Reprodução de tela/Site da Feira do Livro de Frankfurt
Reprodução de tela/Site da Feira do Livro de Frankfurt

Bernardine Evaristo: 'Precisamos de todos os tipos de escritores escrevendo vários tipos de livro'

Vencedora do Booker Prize, ela falou sobre diversidade do mercado editorial durante a Feira do Livro de Frankfurt

Maria Fernanda Rodrigues, O Estado de S. Paulo

14 de outubro de 2020 | 15h31

Foi preciso que um homem negro morresse pelas mãos de um policial branco para que a revolta contra o racismo explodisse e se transformasse em protestos ao redor do mundo e também para que editores percebessem sua cultura excludente - algo que a escritora britânica Bernardine Evaristo e muitos outros autores e intelectuais vêm tentando chamar a atenção ao longo dos anos. Vencedora do Booker Prize de 2019 com Menina, Mulher, Outras e convidada da Flip 2020, ela destacou este fato durante o painel Repensando a diversidade no mercado editorial, da Feira do Livro de Frankfurt, nesta quarta-feira, 14.

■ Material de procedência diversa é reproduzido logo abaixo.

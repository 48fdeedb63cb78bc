//! Statistical profile of a collection's age distribution.

use chrono::{DateTime, Utc};
use serde::Serialize;

use super::timestamp::age_hours;
use crate::memory::types::MemoryRecord;

/// Lower bound for the recent-bucket threshold, in hours.
pub const MIN_RECENT_THRESHOLD_HOURS: f64 = 1.0;
/// Upper bound for the old-bucket threshold, in hours (one week).
pub const MAX_OLD_THRESHOLD_HOURS: f64 = 168.0;

/// Fractions of a collection in each age bucket. Sums to 1.0.
#[derive(Debug, Clone, Copy, PartialEq, Serialize)]
pub struct BucketDistribution {
    pub recent: f64,
    pub medium: f64,
    pub old: f64,
}

/// Age statistics for one collection at one instant.
#[derive(Debug, Clone, Copy, PartialEq, Serialize)]
pub struct TemporalProfile {
    pub mean_age_hours: f64,
    pub std_age_hours: f64,
    pub recent_threshold_hours: f64,
    pub old_threshold_hours: f64,
    pub distribution: BucketDistribution,
}

impl Default for TemporalProfile {
    /// Profile used when no record has a parseable timestamp.
    fn default() -> Self {
        Self {
            mean_age_hours: 24.0,
            std_age_hours: 12.0,
            recent_threshold_hours: 1.0,
            old_threshold_hours: 168.0,
            distribution: BucketDistribution {
                recent: 0.0,
                medium: 0.0,
                old: 1.0,
            },
        }
    }
}

/// Which side of the profile thresholds an age falls on.
#[derive(Debug, Clone, Copy, PartialEq, Eq)]
pub enum AgeBucket {
    Recent,
    Medium,
    Old,
}

impl TemporalProfile {
    pub fn bucket(&self, age_hours: f64) -> AgeBucket {
        if age_hours <= self.recent_threshold_hours {
            AgeBucket::Recent
        } else if age_hours <= self.old_threshold_hours {
            AgeBucket::Medium
        } else {
            AgeBucket::Old
        }
    }
}

/// Ages in hours of every record with a parseable timestamp.
pub fn collect_ages(records: &[MemoryRecord], now: DateTime<Utc>) -> Vec<f64> {
    records.iter().filter_map(|r| age_hours(r, now)).collect()
}

/// Build the profile of `records` as seen at `now`. Total over any input.
pub fn build_profile(records: &[MemoryRecord], now: DateTime<Utc>) -> TemporalProfile {
    profile_from_ages(&collect_ages(records, now))
}

pub fn profile_from_ages(ages: &[f64]) -> TemporalProfile {
    if ages.is_empty() {
        return TemporalProfile::default();
    }

    let n = ages.len() as f64;
    let mean = ages.iter().sum::<f64>() / n;
    let std = population_variance(ages, mean).sqrt();

    let mut sorted = ages.to_vec();
    sorted.sort_by(f64::total_cmp);
    let recent_threshold = percentile(&sorted, 25.0).max(MIN_RECENT_THRESHOLD_HOURS);
    let old_threshold = percentile(&sorted, 75.0).min(MAX_OLD_THRESHOLD_HOURS);

    let mut profile = TemporalProfile {
        mean_age_hours: mean,
        std_age_hours: std,
        recent_threshold_hours: recent_threshold,
        old_threshold_hours: old_threshold,
        distribution: BucketDistribution {
            recent: 0.0,
            medium: 0.0,
            old: 0.0,
        },
    };

    let (mut recent, mut medium, mut old) = (0usize, 0usize, 0usize);
    for &age in ages {
        match profile.bucket(age) {
            AgeBucket::Recent => recent += 1,
            AgeBucket::Medium => medium += 1,
            AgeBucket::Old => old += 1,
        }
    }
    profile.distribution = BucketDistribution {
        recent: recent as f64 / n,
        medium: medium as f64 / n,
        old: old as f64 / n,
    };
    profile
}

pub(crate) fn population_variance(values: &[f64], mean: f64) -> f64 {
    if values.len() <= 1 {
        return 0.0;
    }
    values.iter().map(|v| (v - mean).powi(2)).sum::<f64>() / values.len() as f64
}

/// Percentile of an ascending slice, interpolating linearly between closest ranks.
pub(crate) fn percentile(sorted: &[f64], pct: f64) -> f64 {
    match sorted.len() {
        0 => 0.0,
        1 => sorted[0],
        len => {
            let rank = pct / 100.0 * (len - 1) as f64;
            let lo = rank.floor() as usize;
            let hi = rank.ceil() as usize;
            sorted[lo] + (sorted[hi] - sorted[lo]) * (rank - lo as f64)
        }
    }
}

#[cfg(test)]
mod tests {
    use super::*;
    use chrono::{Duration, TimeZone};
    use proptest::prelude::*;

    fn now() -> DateTime<Utc> {
        Utc.with_ymd_and_hms(2024, 6, 1, 0, 0, 0).unwrap()
    }

    fn aged(id: &str, hours: f64) -> MemoryRecord {
        let ts = now() - Duration::milliseconds((hours * 3_600_000.0) as i64);
        MemoryRecord::new(id, "m").with_created_at(ts.to_rfc3339().as_str())
    }

    #[test]
    fn empty_collection_gets_default_profile() {
        assert_eq!(build_profile(&[], now()), TemporalProfile::default());
    }

    #[test]
    fn malformed_timestamps_are_skipped() {
        let records = vec![
            MemoryRecord::new("a", "x").with_created_at("not a date"),
            MemoryRecord::new("b", "y"),
        ];
        assert_eq!(build_profile(&records, now()), TemporalProfile::default());
    }

    #[test]
    fn percentile_matches_linear_interpolation() {
        let sorted = [1.0, 2.0, 3.0, 4.0];
        assert!((percentile(&sorted, 25.0) - 1.75).abs() < 1e-12);
        assert!((percentile(&sorted, 75.0) - 3.25).abs() < 1e-12);
        assert_eq!(percentile(&[7.0], 25.0), 7.0);
    }

    #[test]
    fn thresholds_are_clamped() {
        // All very young: p25 below the 1h floor.
        let young = profile_from_ages(&[0.1, 0.2, 0.3, 0.4]);
        assert_eq!(young.recent_threshold_hours, 1.0);

        // All very old: p75 above the one-week cap.
        let old = profile_from_ages(&[500.0, 600.0, 700.0, 800.0]);
        assert_eq!(old.old_threshold_hours, 168.0);
        // p25 = 575h: only the 500h record is "recent" relative to this collection
        assert_eq!(old.recent_threshold_hours, 575.0);
        assert_eq!(old.distribution.recent, 0.25);
        assert_eq!(old.distribution.old, 0.75);
    }

    #[test]
    fn buckets_split_on_thresholds() {
        let profile = profile_from_ages(&[2.0, 4.0, 6.0, 8.0, 10.0]);
        // p25 = 4, p75 = 8
        assert_eq!(profile.recent_threshold_hours, 4.0);
        assert_eq!(profile.old_threshold_hours, 8.0);
        assert!((profile.distribution.recent - 0.4).abs() < 1e-12);
        assert!((profile.distribution.medium - 0.4).abs() < 1e-12);
        assert!((profile.distribution.old - 0.2).abs() < 1e-12);
        assert!((profile.mean_age_hours - 6.0).abs() < 1e-12);
        assert!((profile.std_age_hours - 8.0f64.sqrt()).abs() < 1e-12);
    }

    #[test]
    fn floor_above_old_threshold_still_sums_to_one() {
        // recent floor (1.0) exceeds p75 (0.65): every age lands in one bucket.
        let profile = profile_from_ages(&[0.2, 0.4, 0.6, 0.8]);
        let d = profile.distribution;
        assert!((d.recent + d.medium + d.old - 1.0).abs() < 1e-12);
        assert_eq!(d.recent, 1.0);
    }

    #[test]
    fn builds_from_records() {
        let records = vec![aged("a", 1.0), aged("b", 3.0), aged("c", 48.0)];
        let profile = build_profile(&records, now());
        assert!((profile.mean_age_hours - 52.0 / 3.0).abs() < 1e-6);
    }

    proptest! {
        #[test]
        fn distribution_always_sums_to_one(ages in proptest::collection::vec(0.0f64..5000.0, 1..60)) {
            let d = profile_from_ages(&ages).distribution;
            prop_assert!((d.recent + d.medium + d.old - 1.0).abs() < 1e-6);
        }

        #[test]
        fn thresholds_respect_bounds(ages in proptest::collection::vec(-10.0f64..5000.0, 0..60)) {
            let p = profile_from_ages(&ages);
            prop_assert!(p.recent_threshold_hours >= 1.0);
            prop_assert!(p.old_threshold_hours <= 168.0);
        }
    }
}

“Os tempos estão mudando”, disse ela referindo-se ao movimento que se seguiu ao assassinato de George Floyd. “Os editores descobriram que 95% de sua força de trabalho é branca, excluindo os faxineiros e cozinheiros, e que poucos livros de seus catálogos foram escritos por negros e asiáticos. E viram que precisavam fazer alguma coisa”, completou. Eles começaram a olhar para seus procedimentos, seus funcionários e sua cultura e fizeram promessas, que ela espera ver concretizadas nos nos próximos anos.

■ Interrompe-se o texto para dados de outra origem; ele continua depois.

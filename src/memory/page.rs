//! URL and page-title extraction from memory text.

use regex::Regex;
use std::sync::LazyLock;

/// First `http://` or `https://` run up to whitespace.
static URL_PATTERN: LazyLock<Regex> =
    LazyLock::new(|| Regex::new(r"https?://[^\s]+").expect("valid URL regex"));

/// Page fields recovered from a record, by whichever route was available.
#[derive(Debug, Clone, PartialEq, Default)]
pub struct PageInfo {
    pub title: String,
    pub url: Option<String>,
    pub synopsis: Option<String>,
    pub domain: Option<String>,
}

/// Return the first URL that appears in `text`.
pub fn find_url(text: &str) -> Option<&str> {
    if !text.contains("http") {
        return None;
    }
    URL_PATTERN.find(text).map(|m| m.as_str())
}

/// Lowercased host of `url` with a leading `www.` removed.
///
/// Returns `None` for strings that do not parse as absolute URLs with a host.
pub fn extract_domain(url: &str) -> Option<String> {
    let parsed = url::Url::parse(url).ok()?;
    let host = parsed.host_str()?.to_lowercase();
    let host = host.strip_prefix("www.").map(str::to_string).unwrap_or(host);
    let domain = match parsed.port() {
        Some(port) => format!("{host}:{port}"),
        None => host,
    };
    Some(domain)
}

/// Domain for chunk bookkeeping, `"unknown"` when the URL has no host.
pub fn source_id_for(url: &str) -> String {
    extract_domain(url).unwrap_or_else(|| "unknown".into())
}

/// Recover page fields from free text.
///
/// Reads `Visited:` / `URL:` / `Summary:` lines first, then falls back to the
/// first URL in the text and a 100-character title excerpt.
pub fn infer_page_info(text: &str) -> PageInfo {
    let mut info = PageInfo::default();
    let mut title = None;

    for line in text.lines() {
        let line = line.trim();
        if let Some(rest) = line.strip_prefix("Visited:") {
            title = Some(rest.trim().to_string());
        } else if let Some(rest) = line.strip_prefix("URL:") {
            info.url = Some(rest.trim().to_string());
        } else if let Some(rest) = line.strip_prefix("Summary:") {
            info.synopsis = Some(rest.trim().to_string());
        }
    }

    if info.url.is_none() {
        info.url = find_url(text).map(str::to_string);
    }

    info.title = match title {
        Some(t) if !t.is_empty() => t,
        _ if text.chars().count() > 10 => truncate_chars(text, 100),
        _ => "Untitled".into(),
    };
    info.domain = info.url.as_deref().and_then(extract_domain);
    info
}

/// First `max_chars` characters of `text`, with `...` appended when cut.
pub fn truncate_chars(text: &str, max_chars: usize) -> String {
    match text.char_indices().nth(max_chars) {
        Some((idx, _)) => format!("{}...", &text[..idx]),
        None => text.to_string(),
    }
}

Para Bernardine Evaristo, o primeiro passo para a mudança é ter pessoas de todos os grupos e comunidades trabalhando no mercado editorial. São essas pessoas, ela diz, que vão olhar para além dos clichês e dos estereótipos e abrir espaço para novas vozes.

“Diversidade na edição significa abraçar a pluralidade da humanidade em vez de excluir a maioria, especialmente as pessoas que formam a maioria parda do planeta. É algo a ser celebrado e bem-vindo, e não para se resistir.”

A escritora publicou seu primeiro livro em 1994. Até dividir o Booker com Margaret Atwood no ano passado, sua obra tinha ganhado apenas quatro traduções. Menina, Mulher, Outras, o oitavo e premiado título, está sendo traduzido para 35 línguas (a edição brasileira está chegando às livrarias pela Companhia das Letras) e ficou no topo dos mais vendidos do Reino Unido. O Booker e o boca a boca em torno de sua obra mostraram, em sua opinião, que todos os tipos de literatura e de vozes podem ser viáveis comercialmente. Portanto, existe um argumento econômico para se publicar uma gama mais ampla de vozes . “Não se trata de encarar a diversidade como caridade. Os leitores não querem apenas ler sobre eles”, disse.

“Precisamos de todos os tipos de escritores escrevendo todos os tipos de livros para todos os tipos de leitores e em todos os gêneros: drama, terror, policial, thriller, romance, fantasia, memórias, história social etc. E a ficção é um gerador de empatia. Com ela você pode se colocar no lugar de pessoas que são muito diferentes de você e ver a vida a partir da perspectiva delas, de seus contextos e experiências. Excluindo a maioria global parda da ficção, estamos realmente perdendo a oportunidade de criar, creio eu, uma sociedade mais igualitária."

Os debates da Feira do Livro de Frankfurt estão sendo transmitidos pela internet.